Ero sdraiata sul letto, occhi chiusi e una mano aperta sullo stomaco a cercare di fermare quell’odioso senso di vomito causato dal continuo ondeggiare di quella dannata nave.
Il fastidioso rumore del mare mi stava facendo impazzire e le stupide voci sommate al rumore dei passi dei marinai al di sopra della mia testa non mi aiutavano a calmare i miei nervi.
Aprii gli occhi e mi tirai su di scatto, decisione che rimpiansi quasi subito dato che fui costretta ad appoggiarmi ad una parete della mia cabina per evitare di crollare al suolo a causa di un giramento di testa causato dal mio stupido scatto.
Sbuffai e mi avvicinai all’oblò, affacciandomi.
Mare, mare e ancora mare.
Non c’era altro se non quella stupida ed infinita distesa d’acqua che si estendeva per miglia e miglia in ogni direzione.

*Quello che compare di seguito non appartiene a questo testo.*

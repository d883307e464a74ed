use rand::rngs::StdRng;
use rand::seq::SliceRandom;
use rand::{Rng, SeedableRng};
use tracing::info;

use super::{DatasetError, LabelSet, LabeledSample, LetterCollection};

/// Fraction of shuffled samples assigned to the training partition.
pub const DEFAULT_TRAIN_FRACTION: f32 = 0.8;

#[derive(Debug, Clone)]
pub struct BuildOptions {
    pub train_fraction: f32,
    /// Fixed shuffle seed; `None` draws from OS entropy.
    pub seed: Option<u64>,
}

impl Default for BuildOptions {
    fn default() -> Self {
        Self {
            train_fraction: DEFAULT_TRAIN_FRACTION,
            seed: None,
        }
    }
}

/// Features with one-hot targets for one partition.
#[derive(Debug, Clone, Default)]
pub struct Partition {
    pub x: Vec<Vec<f32>>,
    /// One-hot rows against the label set.
    pub y: Vec<Vec<f32>>,
    /// Class index per row.
    pub classes: Vec<usize>,
}

impl Partition {
    pub fn len(&self) -> usize {
        self.x.len()
    }

    pub fn is_empty(&self) -> bool {
        self.x.is_empty()
    }

    fn push(&mut self, features: Vec<f32>, class_idx: usize, one_hot: Vec<f32>) {
        self.x.push(features);
        self.y.push(one_hot);
        self.classes.push(class_idx);
    }
}

/// Shuffled, split and encoded training data.
#[derive(Debug, Clone)]
pub struct SplitDataset {
    pub labels: LabelSet,
    pub feature_len: usize,
    pub train: Partition,
    pub validation: Partition,
}

impl SplitDataset {
    pub fn total(&self) -> usize {
        self.train.len() + self.validation.len()
    }
}

/// `floor(fraction * total)`, clamped to `total`.
pub fn train_count(total: usize, fraction: f32) -> usize {
    let fraction = f64::from(fraction.clamp(0.0, 1.0));
    ((total as f64 * fraction).floor() as usize).min(total)
}

/// Merge collections, derive the label set, shuffle, split and one-hot encode.
pub fn build_dataset(
    collections: &[LetterCollection],
    options: &BuildOptions,
) -> Result<SplitDataset, DatasetError> {
    let mut rng = match options.seed {
        Some(seed) => StdRng::seed_from_u64(seed),
        None => StdRng::from_rng(&mut rand::rng()),
    };
    build_dataset_with_rng(collections, options.train_fraction, &mut rng)
}

/// [`build_dataset`] with a caller-supplied shuffle source.
pub fn build_dataset_with_rng<R: Rng + ?Sized>(
    collections: &[LetterCollection],
    train_fraction: f32,
    rng: &mut R,
) -> Result<SplitDataset, DatasetError> {
    let mut samples: Vec<LabeledSample> = collections
        .iter()
        .flat_map(|collection| collection.labeled_samples())
        .collect();
    if samples.is_empty() {
        return Err(DatasetError::Empty);
    }

    let labels = LabelSet::from_labels(samples.iter().map(|sample| sample.label.as_str()));
    if labels.len() < 2 {
        return Err(DatasetError::InsufficientClasses {
            found: labels.len(),
        });
    }

    let feature_len = samples[0].features.len();
    if let Some(bad) = samples
        .iter()
        .find(|sample| sample.features.len() != feature_len)
    {
        return Err(DatasetError::FeatureLengthMismatch {
            label: bad.label.clone(),
            expected: feature_len,
            actual: bad.features.len(),
        });
    }

    samples.shuffle(rng);

    let total = samples.len();
    let n_train = train_count(total, train_fraction);
    let n_classes = labels.len();
    let mut train = Partition::default();
    let mut validation = Partition::default();
    for (position, sample) in samples.into_iter().enumerate() {
        let (class_idx, one_hot) = labels
            .one_hot(&sample.label)
            .ok_or_else(|| DatasetError::UnknownLabel(sample.label.clone()))?;
        let target = if position < n_train {
            &mut train
        } else {
            &mut validation
        };
        target.push(sample.features.into_inner(), class_idx, one_hot);
    }

    info!(
        total,
        train = train.len(),
        validation = validation.len(),
        classes = n_classes,
        "Dataset assembled"
    );
    Ok(SplitDataset {
        labels,
        feature_len,
        train,
        validation,
    })
}

#[cfg(test)]
mod tests {
    use super::*;
    use crate::landmarks::FeatureVector;

    fn collection(label: &str, count: usize, len: usize) -> LetterCollection {
        let samples = (0..count)
            .map(|idx| FeatureVector::new(vec![idx as f32; len]))
            .collect();
        LetterCollection::new(label, samples)
    }

    fn seeded() -> BuildOptions {
        BuildOptions {
            seed: Some(7),
            ..BuildOptions::default()
        }
    }

    #[test]
    fn split_sizes_follow_floor_rule() {
        for (a, b) in [(5usize, 5usize), (3, 4), (1, 1), (17, 4)] {
            let data = build_dataset(&[collection("A", a, 3), collection("B", b, 3)], &seeded())
                .unwrap();
            let total = a + b;
            assert_eq!(data.total(), total);
            assert_eq!(data.train.len(), (total as f64 * 0.8).floor() as usize);
            assert_eq!(data.train.len() + data.validation.len(), total);
        }
    }

    #[test]
    fn label_set_is_sorted_and_unique() {
        let data = build_dataset(
            &[
                collection("C", 2, 3),
                collection("A", 2, 3),
                collection("C", 1, 3),
                collection("B", 2, 3),
            ],
            &seeded(),
        )
        .unwrap();
        assert_eq!(data.labels.as_slice(), &["A", "B", "C"]);
        for (row, &class_idx) in data.train.y.iter().zip(&data.train.classes) {
            assert_eq!(row.len(), 3);
            assert_eq!(row[class_idx], 1.0);
            assert_eq!(row.iter().sum::<f32>(), 1.0);
        }
    }

    #[test]
    fn single_label_is_rejected() {
        let err = build_dataset(&[collection("A", 10, 3), collection("A", 4, 3)], &seeded())
            .unwrap_err();
        assert!(matches!(err, DatasetError::InsufficientClasses { found: 1 }));
    }

    #[test]
    fn mismatched_lengths_never_enter_the_dataset() {
        let err = build_dataset(&[collection("A", 2, 3), collection("B", 2, 4)], &seeded())
            .unwrap_err();
        assert!(matches!(
            err,
            DatasetError::FeatureLengthMismatch { expected: 3, actual: 4, .. }
        ));
    }

    #[test]
    fn shuffle_mixes_labels_across_the_split() {
        let data = build_dataset(&[collection("A", 50, 2), collection("B", 50, 2)], &seeded())
            .unwrap();
        let train_b = data.train.classes.iter().filter(|&&c| c == 1).count();
        assert!(train_b > 0 && train_b < data.train.len());
    }

    #[test]
    fn same_seed_gives_same_split() {
        let input = [collection("A", 6, 2), collection("B", 6, 2)];
        let first = build_dataset(&input, &seeded()).unwrap();
        let second = build_dataset(&input, &seeded()).unwrap();
        assert_eq!(first.train.classes, second.train.classes);
        assert_eq!(first.train.x, second.train.x);
    }
}
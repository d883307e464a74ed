//! Per-frame operations and background jobs the UI drives.
//!
//! Nothing in here loops on its own: an external scheduler calls
//! [`process_frame`], [`CollectionFlow::tick`] or [`ChallengeFlow::tick`] once
//! per camera frame, and polls [`TrainingJob`] for events.

mod challenge;
mod collection;
mod live;
mod training;

use std::time::Duration;

use thiserror::Error;
use tracing::debug;

use crate::dataset::DatasetError;
use crate::detector::{DetectorError, DetectorLease, Flow, HandDetector};
use crate::inference::InferenceError;
use crate::landmarks::Hand;
use crate::ml::mlp::{ArtifactError, TrainError};
use crate::session::SessionError;

pub use challenge::{ChallengeFlow, ChallengeStatus};
pub use collection::{CollectionFlow, CollectionTick};
pub use live::{FrameOutcome, process_frame};
pub use training::{TrainingEvent, TrainingJob, TrainingRequest, train_from_collections};

#[derive(Debug, Error)]
pub enum WorkflowError {
    #[error(transparent)]
    Session(#[from] SessionError),
    #[error(transparent)]
    Dataset(#[from] DatasetError),
    #[error(transparent)]
    Inference(#[from] InferenceError),
    #[error(transparent)]
    Detector(#[from] DetectorError),
    #[error(transparent)]
    Train(#[from] TrainError),
    #[error(transparent)]
    Artifact(#[from] ArtifactError),
}

/// Fail unless `lease` was taken for `expected`.
fn require_flow<D>(lease: &DetectorLease<'_, D>, expected: Flow) -> Result<(), DetectorError> {
    let actual = lease.flow();
    if actual == expected {
        Ok(())
    } else {
        Err(DetectorError::WrongFlow { expected, actual })
    }
}

/// Run the leased detector on one frame, treating a failed call as a frame
/// without hands.
pub fn detect_hands<D: HandDetector>(
    lease: &mut DetectorLease<'_, D>,
    frame: &D::Frame,
    timestamp: Duration,
) -> Vec<Hand> {
    match lease.detect(frame, timestamp) {
        Ok(hands) => hands,
        Err(err) => {
            debug!(flow = %lease.flow(), "Frame skipped: {err}");
            Vec::new()
        }
    }
}
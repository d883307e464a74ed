use std::{
    path::PathBuf,
    sync::{Mutex, OnceLock},
};

use bisindo::app_dirs::CONFIG_HOME_ENV;

static ENV_LOCK: OnceLock<Mutex<()>> = OnceLock::new();

pub struct BisindoEnvGuard {
    previous: Option<String>,
    _lock: std::sync::MutexGuard<'static, ()>,
}

impl BisindoEnvGuard {
    pub fn set_config_home(path: PathBuf) -> Self {
        let lock = ENV_LOCK
            .get_or_init(|| Mutex::new(()))
            .lock()
            .unwrap_or_else(|err| err.into_inner());
        let previous = std::env::var(CONFIG_HOME_ENV).ok();
        // SAFETY: tests run under a global lock to prevent concurrent env mutations.
        unsafe {
            std::env::set_var(CONFIG_HOME_ENV, path);
        }
        Self {
            previous,
            _lock: lock,
        }
    }
}

impl Drop for BisindoEnvGuard {
    fn drop(&mut self) {
        // SAFETY: tests run under a global lock to prevent concurrent env mutations.
        unsafe {
            match self.previous.take() {
                Some(value) => std::env::set_var(CONFIG_HOME_ENV, value),
                None => std::env::remove_var(CONFIG_HOME_ENV),
            }
        }
    }
}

Sbuffai ancora e camminai fino alla sedia di fronte alla scrivania dove mi lasciai cadere a peso morto, lasciando andare indietro la testa e chiudendo gli occhi.
Dopo qualche minuto passato così, iniziai a sentire un leggero fastidio alla testa così mi tirai su, mi alzai in piedi e camminai fino all’enorme specchio, piazzandomici davanti.
Fissavo, disgustata, l’immagine che vedevo riflessa.
Una ragazza di soli 16 anni, per niente alta, lunghi capelli rossi che le arrivavano  fino a metà schiena, occhi color cioccolato, incastrata in un enorme vestito verde smeraldo pieno di pizzo e schifezzuole varie.
Quanto odiavo essere costretta a vestire in quello stupido modo, perché non potevo portare dei comodi pantaloni come gli uomini ?
Che avevo io in meno rispetto a loro per essere costretta in abiti così scomodi, fastidiosi e per giunta ridicoli ?
Imprecai, sottovoce perché, sì, a noi donne non era permesso nemmeno quello.
Niente parolacce, niente bestemmie, non era femminile, cortese o adatto ad una principessa.
Ma fanculo.
Non avevo chiesto di nascere donna e tantomeno principessa.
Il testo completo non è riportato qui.